→ EXERCISE REQUIREMENTS
Reproduce every line in the listing that contains the word "summary".

→ MATERIAL FOR THE TASK
//! Demo scenarios. Each one builds its own store and service.

use std::sync::Arc;
use std::thread;
use std::time::Duration;

use chrono::Utc;
use serde_json::json;

use tessera_audit::InMemoryStore;
use tessera_config::{token::generate_hmac, LoggerSettings};
use tessera_contracts::{
    error::{TesseraError, TesseraResult},
    record::{event_types, AuditEvent},
    report::IntegrityReport,
    signing::SigningConfig,
};
use tessera_core::traits::{ConfigStore, RecordFilter, RecordStore};
use tessera_runtime::{AuditService, SystemClock};

fn start(settings: &LoggerSettings) -> TesseraResult<(Arc<InMemoryStore>, Arc<AuditService>)> {
    let store = Arc::new(InMemoryStore::new());
    let service = AuditService::new(
        settings.clone(),
        Arc::clone(&store) as Arc<dyn RecordStore>,
        Arc::clone(&store) as Arc<dyn ConfigStore>,
        Arc::new(SystemClock::new()),
    )?;
    Ok((store, service))
}

fn login(user: &str) -> AuditEvent {
    AuditEvent::new("ADMIN_LOGIN", user, "admin-web", "auth")
        .with_details(json!({ "remoteAddress": "10.0.0.7" }))
}

fn outcome(ok: bool) -> &'static str {
    if ok {
        "(expected)"
    } else {
        "UNEXPECTED"
    }
}

fn print_report(report: &IntegrityReport) {
    println!(
        "  Verified: {} record(s), {} error(s), {} warning(s)",
        report.verified_count,
        report.errors.len(),
        report.warnings.len()
    );
    for issue in report.errors.iter().chain(&report.warnings) {
        println!(
            "    {:?} {}..={}: {}",
            issue.kind, issue.first_sequence, issue.last_sequence, issue.reason
        );
    }
}

fn stored_sequences(store: &InMemoryStore, node_id: &str) -> TesseraResult<Vec<u64>> {
    Ok(store
        .find_ordered(&RecordFilter::for_node(node_id))?
        .iter()
        .map(|r| r.sequence_number)
        .collect())
}

fn every_record(service: &AuditService) -> TesseraResult<()> {
    if service.current_configuration()?.frequency_ms != 0 {
        service.change_log_management(SigningConfig::new(generate_hmac("demo-every"), 0))?;
    }
    Ok(())
}

// ── Scenarios ─────────────────────────────────────────────────────────────────

pub fn sign_every_record(settings: &LoggerSettings) -> TesseraResult<()> {
    println!("=== Scenario: Sign every record ===");
    let (_store, service) = start(settings)?;
    every_record(&service)?;

    let record = service.log(login("alice"))?;
    println!("  Sequence number: {}", record.sequence_number);
    println!("  Signed:          {}", record.is_signed());
    println!("  RESULT: signed record written {}", outcome(record.is_signed()));
    println!();
    Ok(())
}

pub fn concurrent_writers(settings: &LoggerSettings) -> TesseraResult<()> {
    println!("=== Scenario: 400 writes from 50 threads ===");
    let (store, service) = start(settings)?;
    every_record(&service)?;
    let first = service.log(login("setup"))?.sequence_number;

    let threads: Vec<_> = (0..50)
        .map(|t| {
            let service = Arc::clone(&service);
            thread::spawn(move || -> TesseraResult<()> {
                for i in 0..8 {
                    service.log(AuditEvent::new(
                        "CERT_ISSUED",
                        format!("ra-{}", t),
                        "ca",
                        format!("issuance-{}", i),
                    ))?;
                }
                Ok(())
            })
        })
        .collect();
    for handle in threads {
        handle.join().map_err(|_| TesseraError::Storage {
            reason: "writer thread panicked".to_string(),
        })??;
    }

    let sequences = stored_sequences(&store, &settings.node_id)?;
    let contiguous = sequences
        .iter()
        .copied()
        .eq(first..first + sequences.len() as u64);
    println!("  Records stored:  {}", sequences.len());
    println!("  Contiguous:      {} {}", contiguous, outcome(contiguous));

    let report = service.verify_logs_integrity(Utc::now())?;
    print_report(&report);
    println!("  RESULT: chain intact {}", outcome(report.is_clean()));
    println!();
    Ok(())
}

pub fn periodic_signing(settings: &LoggerSettings) -> TesseraResult<()> {
    println!("=== Scenario: Periodic signing ===");
    let (store, service) = start(settings)?;
    service.change_log_management(SigningConfig::new(generate_hmac("demo-periodic"), 200))?;

    let pending = service.log(login("bob"))?;
    println!("  Record {} signed on write: {}", pending.sequence_number, pending.is_signed());

    thread::sleep(Duration::from_millis(450));

    let records = store.find_ordered(&RecordFilter::for_node(settings.node_id.clone()))?;
    let forced = records
        .iter()
        .filter(|r| r.event_type == event_types::LOG_SIGN)
        .count();
    let covering = records
        .iter()
        .find(|r| r.is_signed() && r.sequence_number > pending.sequence_number);
    println!("  Scheduler signatures written: {}", forced);
    match covering {
        Some(record) => println!(
            "  Record {} covered by signature on record {} ({}) {}",
            pending.sequence_number,
            record.sequence_number,
            record.event_type,
            outcome(true)
        ),
        None => println!("  No covering signature {}", outcome(false)),
    }

    service.change_log_management(SigningConfig::new(generate_hmac("demo-every"), 0))?;
    let report = service.verify_logs_integrity(Utc::now())?;
    print_report(&report);
    println!();
    Ok(())
}

pub fn abort_reuses_number(settings: &LoggerSettings) -> TesseraResult<()> {
    println!("=== Scenario: Abort gives the number back ===");
    let (store, service) = start(settings)?;

    let first = service.log(login("carol"))?;
    store.fail_next_inserts(1);
    match service.log(login("mallory")) {
        Ok(record) => println!("  Write unexpectedly succeeded as {}", record.sequence_number),
        Err(e) => println!("  Write failed and was aborted: {}", e),
    }
    let next = service.log(login("carol"))?;

    let reused = next.sequence_number == first.sequence_number + 1;
    println!(
        "  Next write got sequence number {} {}",
        next.sequence_number,
        outcome(reused)
    );
    println!("  Stored: {:?}", stored_sequences(&store, &settings.node_id)?);
    println!();
    Ok(())
}

pub fn export_and_verify(settings: &LoggerSettings) -> TesseraResult<()> {
    println!("=== Scenario: Export, delete, verify ===");
    let (store, service) = start(settings)?;
    service.change_log_management(SigningConfig::new(generate_hmac("demo-export"), 60_000))?;
    for user in ["dave", "erin", "frank"] {
        service.log(login(user))?;
    }
    service.sign_now()?;
    service.log(login("grace"))?;

    let summary = service.export_audit_logs(Utc::now(), true)?;
    println!("  Export file:     {}", summary.exported_file.display());
    println!("  Signature file:  {}", summary.signature_file.display());
    println!("  Exported:        {}", summary.exported_count);
    println!("  Deleted:         {}", summary.deleted_count);
    println!("  Remaining:       {:?}", stored_sequences(&store, &settings.node_id)?);

    let report = service.verify_logs_integrity(Utc::now())?;
    print_report(&report);
    println!("  RESULT: remaining tail verifies {}", outcome(report.is_clean()));
    println!();
    Ok(())
}

pub fn tamper_detection(settings: &LoggerSettings) -> TesseraResult<()> {
    println!("=== Scenario: Tamper detection ===");
    let (store, service) = start(settings)?;
    service.change_log_management(SigningConfig::new(generate_hmac("demo-tamper"), 60_000))?;
    let victim = service.log(login("heidi"))?;
    service.log(login("ivan"))?;
    service.sign_now()?;

    store.rewrite_row(&settings.node_id, victim.sequence_number, |record| {
        record.auth_token = "nobody".to_string();
    })?;
    println!("  Rewrote auth token of record {}", victim.sequence_number);

    let report = service.verify_logs_integrity(Utc::now())?;
    print_report(&report);
    println!("  RESULT: tampering detected {}", outcome(!report.is_clean()));
    println!();
    Ok(())
}

pub fn drain_and_reset(settings: &LoggerSettings) -> TesseraResult<()> {
    println!("=== Scenario: Drain and reset ===");
    let (store, service) = start(settings)?;
    every_record(&service)?;

    let writers: Vec<_> = (0..4)
        .map(|t| {
            let service = Arc::clone(&service);
            thread::spawn(move || {
                (0..20)
                    .filter(|i| service.log(login(&format!("user-{}-{}", t, i))).is_ok())
                    .count()
            })
        })
        .collect();

    thread::sleep(Duration::from_millis(5));
    service.prepare_reset();
    let rejected = matches!(service.log(login("late")), Err(TesseraError::SystemDisabled));
    println!("  Writes rejected while drained: {} {}", rejected, outcome(rejected));

    let mut written = 0;
    for handle in writers {
        written += handle.join().unwrap_or(0);
    }
    service.reset();

    let resumed = service.log(login("after-reset"))?;
    println!("  Writes completed before reset: {}", written);
    println!("  First write after reset:       {}", resumed.sequence_number);

    let sequences = stored_sequences(&store, &settings.node_id)?;
    let contiguous = sequences.iter().copied().eq(1..=sequences.len() as u64);
    println!("  Contiguous:                    {} {}", contiguous, outcome(contiguous));
    let report = service.verify_logs_integrity(Utc::now())?;
    print_report(&report);
    println!();
    Ok(())
}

→ EXERCISE ANSWER
    let summary = service.export_audit_logs(Utc::now(), true)?;
    println!("  Export file:     {}", summary.exported_file.display());
    println!("  Signature file:  {}", summary.signature_file.display());
    println!("  Exported:        {}", summary.exported_count);
    println!("  Deleted:         {}", summary.deleted_count);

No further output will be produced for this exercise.